HR-VILAGE-3K3M: A Human Respiratory Viral Immunization Longitudinal Gene Expression Dataset for Systems Immunity
Journal:
arXiv
Published Date:
May 19, 2025
Abstract
Respiratory viral infections pose a global health burden, yet the cellular
immune responses driving protection or pathology remain unclear. Natural
infection cohorts often lack pre-exposure baseline data and structured temporal
sampling. In contrast, inoculation and vaccination trials generate insightful
longitudinal transcriptomic data. However, the scattering of these datasets
across platforms, along with inconsistent metadata and preprocessing procedure,
hinders AI-driven discovery.
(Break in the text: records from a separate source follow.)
//! Interactive line prompter
//!
//! Writes the question to stderr (or any writer) and reads one line of
//! input. Anything but `y`/`yes` declines, including EOF and read errors.

use std::io::{self, BufRead, Write};
use std::sync::Mutex;

use crate::domain::ports::{is_affirmative, Prompter};

/// Prompter that reads answers line by line.
pub struct LinePrompter<R, W> {
    io: Mutex<(R, W)>,
}

impl LinePrompter<io::StdinLock<'static>, io::Stderr> {
    /// Prompt on stderr, answer on stdin
    pub fn stdio() -> Self {
        Self::new(io::stdin().lock(), io::stderr())
    }
}

impl<R: BufRead, W: Write> LinePrompter<R, W> {
    pub fn new(input: R, output: W) -> Self {
        Self {
            io: Mutex::new((input, output)),
        }
    }

    /// Give back the reader and writer, e.g. to inspect captured output
    pub fn into_inner(self) -> (R, W) {
        self.io
            .into_inner()
            .unwrap_or_else(std::sync::PoisonError::into_inner)
    }
}

impl<R: BufRead, W: Write> Prompter for LinePrompter<R, W> {
    fn confirm(&self, prompt: &str) -> bool {
        let mut guard = self
            .io
            .lock()
            .unwrap_or_else(std::sync::PoisonError::into_inner);
        let (input, output) = &mut *guard;

        let _ = write!(output, "{prompt} [y/n]: ");
        let _ = output.flush();

        let mut answer = String::new();
        match input.read_line(&mut answer) {
            Ok(0) | Err(_) => false,
            Ok(_) => is_affirmative(&answer),
        }
    }
}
To address these challenges, we developed the
Human Respiratory Viral Immunization LongitudinAl Gene Expression
(HR-VILAGE-3K3M) repository: an AI-ready, rigorously curated dataset that
integrates 14,136 RNA-seq profiles from 3,178 subjects across 66 studies
encompassing over 2.56 million cells. Spanning vaccination, inoculation, and
mixed exposures, the dataset includes microarray, bulk RNA-seq, and single-cell
RNA-seq from whole blood, PBMCs, and nasal swabs, sourced from GEO, ImmPort,
and ArrayExpress. We harmonized subject-level metadata, standardized outcome
measures, applied unified preprocessing pipelines with rigorous quality
control, and aligned all data to official gene symbols. To demonstrate the
utility of HR-VILAGE-3K3M, we performed predictive modeling of vaccine
responders and evaluated batch-effect correction methods. Beyond these initial
demonstrations, it supports diverse systems immunology applications and
benchmarking of feature selection and transfer learning algorithms. Its scale
and heterogeneity also make it ideal for pretraining foundation models of the
human immune response and for advancing multimodal learning frameworks. As the
largest longitudinal transcriptomic resource for human respiratory viral
immunization, it provides an accessible platform for reproducible AI-driven
research, accelerating systems immunology and vaccine development against
emerging viral threats.